Dadin is the first person sentenced in Russia for violation of Article 212.1 of the Russian criminal code (repeated violations of the rules of public gatherings). In December 2015, Moscow’s Basmanny court found Dadin guilty of four episodes of participation in unauthorized protests in 2014 in downtown Moscow.
Dadin was sentenced to three years in a penal colony, and then the Moscow City Court decided to cut his jail term to two and a half years. He is serving his sentence in IK-7 penal colony.
Russia’s Investigative Committee said on Tuesday it has launched a probe after mass media reported that Dadin was subjected to torture in a penal colony in Karelia, northwestern Russia.
The checks are carried out into "publications in mass media on the use of torture against a convict who is serving his sentence in the IK-7 penal colony," the local investigative department told TASS.
In a letter, published by the mass media, Dadin writes that he was tortured and abused by the personnel in the colony in the Segezhsky district of Karelia.
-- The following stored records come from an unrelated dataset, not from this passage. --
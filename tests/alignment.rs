//! Alignment guarantees across the allocation surface: the GlobalAlloc
//! adapter, the aligned malloc entry points, and realloc preserving
//! alignment.

use scmalloc::ScMalloc;
use scmalloc::api;
use std::alloc::{GlobalAlloc, Layout};

static ALLOC: ScMalloc = ScMalloc;

#[test]
fn global_alloc_respects_layout_alignment() {
    let aligns: &[usize] = &[1, 2, 4, 8, 16, 32, 64, 128, 4096, 16384, 65536];
    let sizes: &[usize] = &[1, 7, 24, 100, 1000, 5000, 10_000, 300_000];

    for &align in aligns {
        for &size in sizes {
            let layout = Layout::from_size_align(size, align).unwrap();
            let ptr = unsafe { ALLOC.alloc(layout) };
            assert!(!ptr.is_null(), "alloc failed: size {size} align {align}");
            assert_eq!(
                ptr as usize % align,
                0,
                "misaligned: size {size} align {align}"
            );
            // The whole extent must be writable.
            unsafe {
                std::ptr::write_bytes(ptr, 0xAB, size);
                assert_eq!(*ptr, 0xAB);
                assert_eq!(*ptr.add(size - 1), 0xAB);
                ALLOC.dealloc(ptr, layout);
            }
        }
    }
}

#[test]
fn small_objects_are_word_aligned() {
    for size in 1..=64usize {
        let p = api::malloc(size);
        assert!(!p.is_null());
        assert_eq!(p as usize % 8, 0, "size {size} not word aligned");
        unsafe { api::free(p) };
    }
}

#[test]
fn sixteen_byte_alignment_above_smallest_bin() {
    // Every class except the 8-byte one keeps 16-byte alignment.
    for size in [16usize, 24, 32, 48, 64, 80, 128, 1024] {
        let p = api::malloc(size);
        assert!(!p.is_null());
        assert_eq!(p as usize % 16, 0, "size {size} not 16-byte aligned");
        unsafe { api::free(p) };
    }
}

#[test]
fn large_objects_are_cache_line_aligned() {
    for size in [9000usize, 100_000, 1_000_000, 10_000_000] {
        let p = api::malloc(size);
        assert!(!p.is_null());
        assert_eq!(p as usize % 64, 0, "size {size} not cache-line aligned");
        unsafe { api::free(p) };
    }
}

#[test]
fn aligned_realloc_preserves_alignment_and_content() {
    unsafe {
        let align = 1024usize;
        let p = api::aligned_malloc(3000, align);
        assert!(!p.is_null());
        assert_eq!(p as usize % align, 0);
        std::ptr::write_bytes(p, 0x3C, 3000);

        let q = api::aligned_realloc(p, 50_000, align);
        assert!(!q.is_null());
        assert_eq!(q as usize % align, 0);
        for i in (0..3000).step_by(97) {
            assert_eq!(*q.add(i), 0x3C, "content lost at {i}");
        }
        api::free(q);
    }
}

#[test]
fn realloc_through_global_alloc() {
    unsafe {
        let layout = Layout::from_size_align(128, 32).unwrap();
        let p = ALLOC.alloc(layout);
        assert!(!p.is_null());
        std::ptr::write_bytes(p, 0x11, 128);

        let q = ALLOC.realloc(p, layout, 4096);
        assert!(!q.is_null());
        assert_eq!(q as usize % 32, 0);
        for i in 0..128 {
            assert_eq!(*q.add(i), 0x11);
        }
        ALLOC.dealloc(q, Layout::from_size_align(4096, 32).unwrap());
    }
}

#[test]
fn zero_size_layout_is_harmless() {
    unsafe {
        let layout = Layout::from_size_align(0, 16).unwrap();
        let p = ALLOC.alloc(layout);
        // A dangling, aligned pointer; dealloc must be a no-op.
        assert_eq!(p as usize, 16);
        ALLOC.dealloc(p, layout);
    }
}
Russia’s prison authority, the Federal Penitentiary Service, has also launched its own investigation.
Kremlin spokesman Dmitry Peskov said earlier in the day that Russian President Vladimir Putin would be informed of the situation with Dadin. "Certainly, this case deserves very careful attention, first of all, of course, of relevant agencies, and in this case this is the Federal Penitentiary Service," he added.